The LGA’s recently published 2022 Local Government Workforce Survey sets out the challenges. It found that more than 9 in 10 councils were struggling to find and keep staff, across a range of services and professions.

More than 8 in 10 councils, for example, were having difficulties recruiting children’s social workers and almost three-quarters (72 per cent) were having problems retaining them – meaning they are having to turn increasingly to agency staff to plug gaps, which is more costly and leaves less funding for children’s services overall.

When it comes to adult social care, 57 per cent of councils were struggling to retain care workers and 71 per cent to recruit them.

National adult social care organisations, including the LGA, have called for government to deliver a long-term care workforce strategy and tackle the issue of care worker pay.

Almost 6 in 10 councils (58 per cent) were struggling to recruit planning officers. This will have an impact on the ability of councils to plan and deliver new homes and ensure new housing meets local needs and has the right infrastructure.

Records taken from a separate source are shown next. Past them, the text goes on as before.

//! Migration orchestrator walking a header tree and applying the guard transform
//!
//! Architecture: Domain Services - Migrator coordinates naming, rewriting, and persistence
//! - Traversal is sequential and sorted so runs are deterministic
//! - Persistence goes through an injectable store so the transform is testable off disk
//! - Per-file failures are recorded and never abort the traversal

use crate::config::MigratorConfig;
use crate::domain::{
    FileOutcome, GuardDecision, MigrateError, MigrateResult, MigrationReport,
};
use crate::namer::GuardNamer;
use crate::rewrite::{GuardRewriter, RewriteOutcome};
use std::fs;
use std::io;
use std::path::{Path, PathBuf};
use std::time::Instant;
use walkdir::WalkDir;

/// Read/write abstraction decoupling the migration transaction from the filesystem
pub trait FileStore: Send + Sync {
    /// Read a file's content as UTF-8 text
    fn read(&self, path: &Path) -> io::Result<String>;

    /// Overwrite a file in place with new content
    fn write(&self, path: &Path, content: &str) -> io::Result<()>;
}

/// Default store backed by the real filesystem
#[derive(Debug, Default)]
pub struct DiskStore;

impl FileStore for DiskStore {
    fn read(&self, path: &Path) -> io::Result<String> {
        fs::read_to_string(path)
    }

    fn write(&self, path: &Path, content: &str) -> io::Result<()> {
        fs::write(path, content)
    }
}

/// Options for customizing a migration run
#[derive(Debug, Clone, Default)]
pub struct MigrateOptions {
    /// Compute decisions without writing anything back
    pub dry_run: bool,
}

/// Walks a header tree and rewrites legacy directives into guard pairs
pub struct Migrator {
    config: MigratorConfig,
    namer: GuardNamer,
    rewriter: GuardRewriter,
    store: Box<dyn FileStore>,
    exclude: Vec<glob::Pattern>,
}

impl Migrator {
    /// Create a migrator from the given configuration, persisting to disk
    pub fn new(config: MigratorConfig) -> MigrateResult<Self> {
        Self::with_store(config, Box::new(DiskStore))
    }

    /// Create a migrator with a custom persistence store
    pub fn with_store(config: MigratorConfig, store: Box<dyn FileStore>) -> MigrateResult<Self> {
        config.validate()?;

        let namer =
            GuardNamer::with_segment(config.naming.prefix.as_str(), config.naming.anchor.as_str());
        let rewriter = GuardRewriter::new()?;

        let mut exclude = Vec::new();
        for pattern in &config.files.exclude {
            let compiled = glob::Pattern::new(pattern).map_err(|e| {
                MigrateError::config(format!("Invalid exclude pattern '{pattern}': {e}"))
            })?;
            exclude.push(compiled);
        }

        Ok(Self { config, namer, rewriter, store, exclude })
    }

    /// Create a migrator with default configuration
    pub fn with_defaults() -> MigrateResult<Self> {
        Self::new(MigratorConfig::default())
    }

    /// Derive the guard name for a path without touching the file
    pub fn guard_name(&self, path: &Path) -> String {
        self.namer.derive_guard_name(path)
    }

    /// Get the configuration fingerprint for report provenance
    pub fn config_fingerprint(&self) -> String {
        self.config.fingerprint()
    }

    /// Migrate every matching header under `root` and return the full report.
    ///
    /// An inaccessible root aborts before any file is processed; everything
    /// after that is a per-file concern recorded in the report.
    pub fn migrate_tree(&self, root: &Path, options: &MigrateOptions) -> MigrateResult<MigrationReport> {
        let start_time = Instant::now();

        let metadata = fs::metadata(root)
            .map_err(|e| MigrateError::root(root.display().to_string(), e.to_string()))?;
        if !metadata.is_dir() {
            return Err(MigrateError::root(
                root.display().to_string(),
                "not a directory".to_string(),
            ));
        }

        let mut report = MigrationReport::new();
        report.set_dry_run(options.dry_run);

        for path in self.find_headers(root) {
            let decision = match self.migrate_file(&path, options) {
                Ok(decision) => decision,
                Err(e) => {
                    tracing::warn!("Failed to migrate {}: {}", path.display(), e);
                    GuardDecision::Failed { reason: e.to_string() }
                }
            };
            report.add_outcome(FileOutcome::new(path, decision));
        }

        report.set_execution_time(start_time.elapsed().as_millis() as u64);
        report.set_config_fingerprint(self.config.fingerprint());
        report.sort_outcomes();

        Ok(report)
    }

    /// Evaluate and, unless dry-running, rewrite a single header file
    pub fn migrate_file(&self, path: &Path, options: &MigrateOptions) -> MigrateResult<GuardDecision> {
        let content = self
            .store
            .read(path)
            .map_err(|e| MigrateError::read(path.display().to_string(), e.to_string()))?;

        let guard_name = self.namer.derive_guard_name(path);

        match self.rewriter.rewrite(&content, &guard_name) {
            RewriteOutcome::Rewritten(new_content) => {
                if !options.dry_run {
                    self.store
                        .write(path, &new_content)
                        .map_err(|e| MigrateError::write(path.display().to_string(), e.to_string()))?;
                }
                tracing::debug!("Rewrote {} with guard {}", path.display(), guard_name);
                Ok(GuardDecision::Rewritten { guard_name })
            }
            RewriteOutcome::AlreadyGuarded => Ok(GuardDecision::SkippedAlreadyGuarded),
            RewriteOutcome::NoPragmaOnce => Ok(GuardDecision::SkippedNoPragmaOnce),
        }
    }

    /// Enumerate candidate headers under `root` in deterministic order
    pub fn find_headers(&self, root: &Path) -> Vec<PathBuf> {
        let mut headers = Vec::new();

        let walker = WalkDir::new(root).follow_links(false).sort_by_file_name();
        for entry in walker {
            let entry = match entry {
                Ok(entry) => entry,
                Err(e) => {
                    tracing::warn!("Traversal error under {}: {}", root.display(), e);
                    continue;
                }
            };

            let path = entry.path();
            if entry.file_type().is_file() && self.matches_extension(path) && !self.is_excluded(path)
            {
                headers.push(path.to_path_buf());
            }
        }

        headers
    }

    fn matches_extension(&self, path: &Path) -> bool {
        path.extension()
            .and_then(|ext| ext.to_str())
            .map(|ext| self.config.files.extensions.iter().any(|e| e == ext))
            .unwrap_or(false)
    }

    fn is_excluded(&self, path: &Path) -> bool {
        let path_str = path.to_string_lossy();
        self.exclude.iter().any(|pattern| pattern.matches(&path_str))
    }
}
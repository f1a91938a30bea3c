//! The pragma-once to include-guard content transform
//!
//! Architecture: Pure Domain Logic - the rewrite is a function from content and
//! guard name to an outcome; persistence belongs to the caller
//! - The ordered decision policy is a first-class contract, not implicit control flow
//! - Output always re-triggers the opener check, making the transform idempotent

use crate::domain::{MigrateError, MigrateResult};
use regex::Regex;

/// Matches the portable two-token guard opener anywhere in a file
const OPENER_PATTERN: &str = r"#ifndef\s+\w+";

/// Matches the legacy directive plus any trailing whitespace, newline included.
/// Consuming the newline keeps the inserted guard pair from leaving a blank
/// line where the directive used to be.
const PRAGMA_PATTERN: &str = r"#pragma\s+once\s*";

/// Literal used for the presence check; detection is deliberately simple
const PRAGMA_LITERAL: &str = "#pragma once";

/// Result of evaluating one file's content against the decision policy
#[derive(Debug, Clone, PartialEq, Eq)]
pub enum RewriteOutcome {
    /// The transform applied; carries the new content
    Rewritten(String),
    /// An `#ifndef` opener already exists; no mutation
    AlreadyGuarded,
    /// No legacy directive present; no mutation
    NoPragmaOnce,
}

/// Rewrites legacy `#pragma once` directives into guard pairs
pub struct GuardRewriter {
    opener: Regex,
    pragma: Regex,
}

impl GuardRewriter {
    /// Create a rewriter with compiled directive patterns
    pub fn new() -> MigrateResult<Self> {
        let opener = Regex::new(OPENER_PATTERN)
            .map_err(|e| MigrateError::config(format!("Invalid opener pattern: {e}")))?;
        let pragma = Regex::new(PRAGMA_PATTERN)
            .map_err(|e| MigrateError::config(format!("Invalid pragma pattern: {e}")))?;

        Ok(Self { opener, pragma })
    }

    /// Evaluate content against the ordered decision policy and, when it
    /// applies, perform the transform.
    ///
    /// Policy, first match wins:
    /// 1. An `#ifndef` opener anywhere means the file is already migrated or
    ///    hand-guarded - skip before looking at anything else.
    /// 2. No `#pragma once` means there is nothing to convert.
    /// 3. Otherwise replace the first directive occurrence with the guard
    ///    pair, normalize the tail, and append the `#endif` terminator.
    ///
    /// Only the first directive occurrence is converted; duplicates are a
    /// malformed input the transform leaves untouched.
    pub fn rewrite(&self, content: &str, guard_name: &str) -> RewriteOutcome {
        if self.opener.is_match(content) {
            return RewriteOutcome::AlreadyGuarded;
        }

        if !content.contains(PRAGMA_LITERAL) {
            return RewriteOutcome::NoPragmaOnce;
        }

        let opener_pair = format!("#ifndef {guard_name}\n#define {guard_name}\n");
        let mut rewritten =
            self.pragma.replace(content, regex::NoExpand(&opener_pair)).trim_end().to_string();

        // Exactly one newline at the end of the body, then the terminator.
        rewritten.push('\n');
        rewritten.push_str(&format!("\n#endif // {guard_name}\n"));

        RewriteOutcome::Rewritten(rewritten)
    }
}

More than a fifth (22 per cent) were experiencing recruitment difficulties for HGV drivers. HGV driver salaries in the private sector are going up fast, which is an issue for councils and their contractors, putting pressure on gritting and waste and collection services. 

Meanwhile, 45 per cent of councils that run environmental health services couldn’t find enough environmental health officers, and 43 per cent were having difficulties recruiting building control officers.

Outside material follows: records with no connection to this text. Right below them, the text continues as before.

//! Configuration loading and management for Include Guardian
//!
//! Architecture: Anti-Corruption Layer - Configuration translates external YAML formats
//! - Raw YAML structures are converted to clean domain objects
//! - Default configuration is embedded in the domain, not infrastructure

use crate::domain::{MigrateError, MigrateResult};
use serde::{Deserialize, Serialize};
use std::fs;
use std::path::Path;

/// Main configuration structure for Include Guardian
#[derive(Debug, Clone, Serialize, Deserialize)]
pub struct MigratorConfig {
    /// Configuration format version
    pub version: String,
    /// Guard-name derivation settings
    pub naming: NamingConfig,
    /// File selection settings
    pub files: FileConfig,
}

/// Settings controlling how guard names are derived from paths
#[derive(Debug, Clone, Serialize, Deserialize)]
pub struct NamingConfig {
    /// Directory segment anchoring the relative key (e.g. `mods`)
    pub anchor: String,
    /// Namespace prefix prepended to every guard name
    pub prefix: String,
}

/// Settings controlling which files the walker considers
#[derive(Debug, Clone, Serialize, Deserialize)]
pub struct FileConfig {
    /// Header extensions to migrate, without leading dots
    pub extensions: Vec<String>,
    /// Glob patterns for paths to exclude from traversal
    #[serde(default)]
    pub exclude: Vec<String>,
}

impl MigratorConfig {
    /// Load configuration from a YAML file
    pub fn load_from_file<P: AsRef<Path>>(path: P) -> MigrateResult<Self> {
        let contents = fs::read_to_string(&path).map_err(|e| {
            MigrateError::config(format!(
                "Failed to read config file '{}': {}",
                path.as_ref().display(),
                e
            ))
        })?;

        Self::load_from_str(&contents)
    }

    /// Load configuration from string content
    pub fn load_from_str(content: &str) -> MigrateResult<Self> {
        let config: Self = serde_yaml::from_str(content)
            .map_err(|e| MigrateError::config(format!("Failed to parse config: {e}")))?;

        config.validate()?;
        Ok(config)
    }

    /// Get the default configuration
    pub fn with_defaults() -> Self {
        Self {
            version: "1.0".to_string(),
            naming: NamingConfig { anchor: "mods".to_string(), prefix: "SERIKA_".to_string() },
            files: FileConfig {
                extensions: vec!["h".to_string(), "hpp".to_string()],
                exclude: vec!["**/build/**".to_string(), "**/.git/**".to_string()],
            },
        }
    }

    /// Validate the configuration for consistency and correctness
    pub fn validate(&self) -> MigrateResult<()> {
        if !["1.0"].contains(&self.version.as_str()) {
            return Err(MigrateError::config(format!(
                "Unsupported configuration version: {}. Supported versions: 1.0",
                self.version
            )));
        }

        if self.naming.anchor.is_empty() || self.naming.anchor.contains('/') {
            return Err(MigrateError::config(format!(
                "Anchor must be a single directory segment, got '{}'",
                self.naming.anchor
            )));
        }

        // The prefix lands verbatim in a preprocessor identifier.
        if !self.naming.prefix.chars().all(|c| c.is_ascii_alphanumeric() || c == '_') {
            return Err(MigrateError::config(format!(
                "Prefix must contain only [A-Za-z0-9_], got '{}'",
                self.naming.prefix
            )));
        }

        if self.files.extensions.is_empty() {
            return Err(MigrateError::config("At least one header extension is required"));
        }

        for ext in &self.files.extensions {
            if ext.starts_with('.') || ext.is_empty() {
                return Err(MigrateError::config(format!(
                    "Extensions are matched without a leading dot, got '{ext}'"
                )));
            }
        }

        for pattern in &self.files.exclude {
            glob::Pattern::new(pattern).map_err(|e| {
                MigrateError::config(format!("Invalid exclude pattern '{pattern}': {e}"))
            })?;
        }

        Ok(())
    }

    /// Convert to JSON for serialization
    pub fn to_json(&self) -> MigrateResult<String> {
        serde_json::to_string_pretty(self)
            .map_err(|e| MigrateError::config(format!("Failed to serialize config: {e}")))
    }

    /// Create a fingerprint of the configuration for report provenance
    pub fn fingerprint(&self) -> String {
        use std::collections::hash_map::DefaultHasher;
        use std::hash::{Hash, Hasher};

        let mut hasher = DefaultHasher::new();

        self.version.hash(&mut hasher);
        self.naming.anchor.hash(&mut hasher);
        self.naming.prefix.hash(&mut hasher);
        for ext in &self.files.extensions {
            ext.hash(&mut hasher);
        }
        for pattern in &self.files.exclude {
            pattern.hash(&mut hasher);
        }

        format!("{:x}", hasher.finish())
    }
}

impl Default for MigratorConfig {
    fn default() -> Self {
        Self::with_defaults()
    }
}

/// Configuration builder for programmatic construction
pub struct ConfigBuilder {
    config: MigratorConfig,
}

impl ConfigBuilder {
    /// Create a new builder with default configuration
    pub fn new() -> Self {
        Self { config: MigratorConfig::default() }
    }

    /// Create a builder seeded from an existing configuration
    pub fn from_config(config: MigratorConfig) -> Self {
        Self { config }
    }

    /// Set the anchor directory segment
    pub fn anchor(mut self, anchor: impl Into<String>) -> Self {
        self.config.naming.anchor = anchor.into();
        self
    }

    /// Set the guard-name prefix
    pub fn prefix(mut self, prefix: impl Into<String>) -> Self {
        self.config.naming.prefix = prefix.into();
        self
    }

    /// Replace the header extension filter
    pub fn extensions(mut self, extensions: Vec<String>) -> Self {
        self.config.files.extensions = extensions;
        self
    }

    /// Add an exclude glob pattern
    pub fn add_exclude(mut self, pattern: impl Into<String>) -> Self {
        self.config.files.exclude.push(pattern.into());
        self
    }

    /// Build the final configuration
    pub fn build(self) -> MigrateResult<MigratorConfig> {
        self.config.validate()?;
        Ok(self.config)
    }
}

impl Default for ConfigBuilder {
    fn default() -> Self {
        Self::new()
    }
}

#[cfg(test)]
mod tests {
    use super::*;

    #[test]
    fn test_default_config_is_valid() {
        let config = MigratorConfig::default();
        assert!(config.validate().is_ok());
        assert_eq!(config.naming.anchor, "mods");
        assert_eq!(config.naming.prefix, "SERIKA_");
        assert!(config.files.extensions.contains(&"hpp".to_string()));
    }

    #[test]
    fn test_load_from_yaml() {
        let yaml = r#"
version: "1.0"
naming:
  anchor: include
  prefix: ENGINE_
files:
  extensions: [h, hh, hpp]
  exclude:
    - "**/third_party/**"
"#;
        let config = MigratorConfig::load_from_str(yaml).unwrap();
        assert_eq!(config.naming.anchor, "include");
        assert_eq!(config.naming.prefix, "ENGINE_");
        assert_eq!(config.files.extensions.len(), 3);
    }

    #[test]
    fn test_rejects_unknown_version() {
        let yaml = r#"
version: "2.0"
naming: { anchor: mods, prefix: X_ }
files: { extensions: [h] }
"#;
        assert!(MigratorConfig::load_from_str(yaml).is_err());
    }

    #[test]
    fn test_rejects_bad_prefix() {
        let config = ConfigBuilder::new().prefix("BAD PREFIX ").build();
        assert!(config.is_err());
    }

    #[test]
    fn test_rejects_dotted_extension() {
        let config = ConfigBuilder::new().extensions(vec![".h".to_string()]).build();
        assert!(config.is_err());
    }

    #[test]
    fn test_rejects_invalid_exclude_pattern() {
        let config = ConfigBuilder::new().add_exclude("[invalid").build();
        assert!(config.is_err());
    }

    #[test]
    fn test_fingerprint_stability() {
        let config = MigratorConfig::default();
        assert_eq!(config.fingerprint(), config.fingerprint());

        let other = ConfigBuilder::new().prefix("OTHER_").build().unwrap();
        assert_ne!(config.fingerprint(), other.fingerprint());
    }

    #[test]
    fn test_serialization_round_trip() {
        let config = MigratorConfig::default();
        let yaml = serde_yaml::to_string(&config).unwrap();
        let rehydrated = MigratorConfig::load_from_str(&yaml).unwrap();
        assert_eq!(config.fingerprint(), rehydrated.fingerprint());
    }
}
//! Report generation with multiple output formats
//!
//! Architecture: Anti-Corruption Layer - Formatters translate domain objects to external formats
//! - MigrationReport (domain) is converted to external representations
//! - Each formatter encapsulates the rules for its specific output format

use crate::domain::{GuardDecision, MigrateResult, MigrationReport};
use serde_json::Value as JsonValue;
use std::io::Write;

/// Supported output formats for migration reports
#[derive(Debug, Clone, Copy, PartialEq, Eq)]
pub enum OutputFormat {
    /// Human-readable format with colors and per-file detail
    Human,
    /// JSON format for programmatic consumption
    Json,
}

impl OutputFormat {
    /// Parse format from string
    pub fn from_str(s: &str) -> Option<Self> {
        match s.to_lowercase().as_str() {
            "human" => Some(Self::Human),
            "json" => Some(Self::Json),
            _ => None,
        }
    }

    /// Get all available format names
    pub fn all_formats() -> &'static [&'static str] {
        &["human", "json"]
    }
}

/// Options for customizing report output
#[derive(Debug, Clone)]
pub struct ReportOptions {
    /// Whether to use colored output (for human format)
    pub use_colors: bool,
    /// Whether to list skipped files individually
    pub show_skipped: bool,
}

impl Default for ReportOptions {
    fn default() -> Self {
        Self { use_colors: true, show_skipped: false }
    }
}

/// Main report formatter that dispatches to specific formatters
pub struct ReportFormatter {
    options: ReportOptions,
}

impl ReportFormatter {
    /// Create a new report formatter with options
    pub fn new(options: ReportOptions) -> Self {
        Self { options }
    }

    /// Format a migration report in the specified format
    pub fn format_report(&self, report: &MigrationReport, format: OutputFormat) -> MigrateResult<String> {
        match format {
            OutputFormat::Human => self.format_human(report),
            OutputFormat::Json => self.format_json(report),
        }
    }

    /// Write a formatted report to a writer
    pub fn write_report<W: Write>(
        &self,
        report: &MigrationReport,
        format: OutputFormat,
        mut writer: W,
    ) -> MigrateResult<()> {
        let formatted = self.format_report(report, format)?;
        writer
            .write_all(formatted.as_bytes())
            .map_err(|e| crate::domain::MigrateError::Io { source: e })?;
        Ok(())
    }

    /// Format report in human-readable format
    fn format_human(&self, report: &MigrationReport) -> MigrateResult<String> {
        let mut output = String::new();

        if report.dry_run {
            output.push_str("(dry run - no files were written)\n\n");
        }

        for outcome in &report.outcomes {
            let include = match outcome.decision {
                GuardDecision::Rewritten { .. } | GuardDecision::Failed { .. } => true,
                _ => self.options.show_skipped,
            };
            if !include {
                continue;
            }

            if self.options.use_colors {
                let color = match outcome.decision {
                    GuardDecision::Rewritten { .. } => "32",
                    GuardDecision::Failed { .. } => "31",
                    _ => "2",
                };
                output.push_str(&format!("\x1b[{}m{}\x1b[0m\n", color, outcome.format_display()));
            } else {
                output.push_str(&outcome.format_display());
                output.push('\n');
            }
        }

        if !output.is_empty() && !output.ends_with("\n\n") {
            output.push('\n');
        }

        output.push_str(&self.format_summary(report));
        Ok(output)
    }

    /// Format report in JSON format
    fn format_json(&self, report: &MigrationReport) -> MigrateResult<String> {
        let json_outcomes: Vec<JsonValue> = report
            .outcomes
            .iter()
            .map(|o| {
                let guard_name = match &o.decision {
                    GuardDecision::Rewritten { guard_name } => Some(guard_name.as_str()),
                    _ => None,
                };
                let reason = match &o.decision {
                    GuardDecision::Failed { reason } => Some(reason.as_str()),
                    _ => None,
                };

                serde_json::json!({
                    "file_path": o.file_path.display().to_string(),
                    "decision": o.decision.as_str(),
                    "guard_name": guard_name,
                    "reason": reason,
                    "decided_at": o.decided_at.to_rfc3339(),
                })
            })
            .collect();

        let json_report = serde_json::json!({
            "outcomes": json_outcomes,
            "summary": {
                "total_files": report.summary.total_files,
                "rewritten": report.summary.counts.rewritten,
                "already_guarded": report.summary.counts.already_guarded,
                "no_pragma_once": report.summary.counts.no_pragma_once,
                "failed": report.summary.counts.failed,
                "execution_time_ms": report.summary.execution_time_ms,
                "migrated_at": report.summary.migrated_at.to_rfc3339(),
            },
            "dry_run": report.dry_run,
            "config_fingerprint": report.config_fingerprint,
        });

        serde_json::to_string_pretty(&json_report).map_err(|e| {
            crate::domain::MigrateError::config(format!("JSON serialization failed: {e}"))
        })
    }

    /// Format the summary section
    fn format_summary(&self, report: &MigrationReport) -> String {
        let counts = &report.summary.counts;
        let execution_time = (report.summary.execution_time_ms as f64) / 1000.0;

        let mut parts = Vec::new();

        let rewritten = format!(
            "{} file{} rewritten",
            counts.rewritten,
            if counts.rewritten == 1 { "" } else { "s" }
        );
        if self.options.use_colors && counts.rewritten > 0 {
            parts.push(format!("\x1b[32m{rewritten}\x1b[0m"));
        } else {
            parts.push(rewritten);
        }

        parts.push(format!(
            "{} skipped ({} already guarded, {} without pragma once)",
            counts.skipped(),
            counts.already_guarded,
            counts.no_pragma_once
        ));

        if counts.failed > 0 {
            let failed =
                format!("{} failure{}", counts.failed, if counts.failed == 1 { "" } else { "s" });
            if self.options.use_colors {
                parts.push(format!("\x1b[31m{failed}\x1b[0m"));
            } else {
                parts.push(failed);
            }
        }

        format!(
            "Summary: {} in {} files ({:.1}s)\n",
            parts.join(", "),
            report.summary.total_files,
            execution_time
        )
    }
}

impl Default for ReportFormatter {
    fn default() -> Self {
        Self::new(ReportOptions::default())
    }
}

This comes as councils struggle to fulfil new duties being placed on them, such as implementing the new post-Grenfell building safety system and reviewing the condition of social and private rented housing.

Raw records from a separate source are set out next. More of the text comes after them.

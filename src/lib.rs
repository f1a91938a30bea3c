//! Include Guardian - migration of `#pragma once` headers to portable include guards
//!
//! Architecture: Clean Architecture - Library interface serves as the application layer
//! - Pure transform logic separated from filesystem concerns
//! - Guard naming and content rewriting are independently testable components
//! - The migrator composes them per file: read, name, rewrite, write

pub mod config;
pub mod domain;
pub mod migrate;
pub mod namer;
pub mod report;
pub mod rewrite;

// Re-export main types for convenient access
pub use domain::{
    FileOutcome, GuardDecision, MigrateError, MigrateResult, MigrationReport, MigrationSummary,
    OutcomeCounts,
};

pub use config::{ConfigBuilder, FileConfig, MigratorConfig, NamingConfig};

pub use migrate::{DiskStore, FileStore, MigrateOptions, Migrator};

pub use namer::{AnchorResolver, GuardNamer, SegmentAnchor};

pub use report::{OutputFormat, ReportFormatter, ReportOptions};

pub use rewrite::{GuardRewriter, RewriteOutcome};

use std::path::Path;

/// High-level facade for running migrations and formatting their results
pub struct GuardMigrator {
    migrator: Migrator,
    report_formatter: ReportFormatter,
}

impl GuardMigrator {
    /// Create a new migrator with the given configuration
    pub fn new_with_config(config: MigratorConfig) -> MigrateResult<Self> {
        let migrator = Migrator::new(config)?;
        Ok(Self { migrator, report_formatter: ReportFormatter::default() })
    }

    /// Create a migrator with default configuration
    pub fn new() -> MigrateResult<Self> {
        Self::new_with_config(MigratorConfig::default())
    }

    /// Create a migrator loading configuration from file
    pub fn from_config_file<P: AsRef<Path>>(path: P) -> MigrateResult<Self> {
        let config = MigratorConfig::load_from_file(path)?;
        Self::new_with_config(config)
    }

    /// Set custom report formatter
    pub fn with_report_formatter(mut self, formatter: ReportFormatter) -> Self {
        self.report_formatter = formatter;
        self
    }

    /// Migrate every matching header under `root`
    pub fn migrate_tree<P: AsRef<Path>>(
        &self,
        root: P,
        options: &MigrateOptions,
    ) -> MigrateResult<MigrationReport> {
        self.migrator.migrate_tree(root.as_ref(), options)
    }

    /// Migrate a single header file
    pub fn migrate_file<P: AsRef<Path>>(
        &self,
        path: P,
        options: &MigrateOptions,
    ) -> MigrateResult<GuardDecision> {
        self.migrator.migrate_file(path.as_ref(), options)
    }

    /// Derive the guard name a path would receive, without touching the file
    pub fn derive_guard_name<P: AsRef<Path>>(&self, path: P) -> String {
        self.migrator.guard_name(path.as_ref())
    }

    /// Format a migration report for output
    pub fn format_report(
        &self,
        report: &MigrationReport,
        format: OutputFormat,
    ) -> MigrateResult<String> {
        self.report_formatter.format_report(report, format)
    }
}

/// Convenience function to migrate a directory with default settings
pub fn migrate_directory<P: AsRef<Path>>(root: P) -> MigrateResult<MigrationReport> {
    let migrator = GuardMigrator::new()?;
    migrator.migrate_tree(root, &MigrateOptions::default())
}

/// Convenience function to preview a migration without writing anything
pub fn preview_directory<P: AsRef<Path>>(root: P) -> MigrateResult<MigrationReport> {
    let migrator = GuardMigrator::new()?;
    migrator.migrate_tree(root, &MigrateOptions { dry_run: true })
}

#[cfg(test)]
mod tests {
    use super::*;
    use std::fs;
    use tempfile::TempDir;

    #[test]
    fn test_migrator_creation() {
        let migrator = GuardMigrator::new().unwrap();
        assert_eq!(
            migrator.derive_guard_name("/tree/mods/gfx/shader.hpp"),
            "SERIKA_GFX_SHADER_HPP"
        );
    }

    #[test]
    fn test_end_to_end_migration() {
        let temp_dir = TempDir::new().unwrap();
        let root = temp_dir.path();
        fs::create_dir_all(root.join("mods/Renderer")).unwrap();
        fs::write(root.join("mods/Renderer/Pass.hpp"), "#pragma once\nclass Pass {};\n").unwrap();

        let report = migrate_directory(root).unwrap();
        assert_eq!(report.summary.counts.rewritten, 1);

        let content = fs::read_to_string(root.join("mods/Renderer/Pass.hpp")).unwrap();
        assert!(content.starts_with("#ifndef SERIKA_RENDERER_PASS_HPP\n#define SERIKA_RENDERER_PASS_HPP\n"));
        assert!(content.ends_with("\n#endif // SERIKA_RENDERER_PASS_HPP\n"));
    }

    #[test]
    fn test_preview_does_not_write() {
        let temp_dir = TempDir::new().unwrap();
        let root = temp_dir.path();
        fs::create_dir_all(root.join("mods")).unwrap();
        fs::write(root.join("mods/a.h"), "#pragma once\nint a;\n").unwrap();

        let report = preview_directory(root).unwrap();
        assert!(report.dry_run);
        assert_eq!(report.summary.counts.rewritten, 1);
        assert_eq!(fs::read_to_string(root.join("mods/a.h")).unwrap(), "#pragma once\nint a;\n");
    }

    #[test]
    fn test_from_config_file() {
        let temp_dir = TempDir::new().unwrap();
        let config_path = temp_dir.path().join("guardian.yaml");
        fs::write(
            &config_path,
            "version: \"1.0\"\nnaming: { anchor: include, prefix: APP_ }\nfiles: { extensions: [h] }\n",
        )
        .unwrap();

        let migrator = GuardMigrator::from_config_file(&config_path).unwrap();
        assert_eq!(migrator.derive_guard_name("/repo/include/io/file.h"), "APP_IO_FILE_H");
    }

    #[test]
    fn test_report_formatting() {
        let temp_dir = TempDir::new().unwrap();
        let root = temp_dir.path();
        fs::create_dir_all(root.join("mods")).unwrap();
        fs::write(root.join("mods/a.h"), "#pragma once\nint a;\n").unwrap();

        let migrator = GuardMigrator::new().unwrap();
        let report = migrator.migrate_tree(root, &MigrateOptions::default()).unwrap();

        let human = migrator.format_report(&report, OutputFormat::Human).unwrap();
        assert!(human.contains("Summary:"));

        let json = migrator.format_report(&report, OutputFormat::Json).unwrap();
        let parsed: serde_json::Value = serde_json::from_str(&json).unwrap();
        assert!(parsed["outcomes"].is_array());
        assert_eq!(parsed["summary"]["rewritten"], 1);
    }
}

The services councils provide are relied on by vulnerable people particularly, and those who urgently need support, as well as by government to help it meet key pledges – from building more homes to boosting economic growth and reforming adult social care.

Councils are pulling out all the stops to tackle recruitment and retention issues, by offering more flexible working, running targeted recruitment campaigns locally, and offering accessible training and development opportunities.

They are also looking to grow their apprenticeships to develop ‘pipelines’ of the skills they need, with nearly two-thirds (62 per cent) saying they were going to do this in 2022/23.

Addressing the issue at an individual council level is difficult, however. There is recognition that there needs to be a broader, long-term strategy for the local government workforce, and the LGA is looking at how we can support the sector with this.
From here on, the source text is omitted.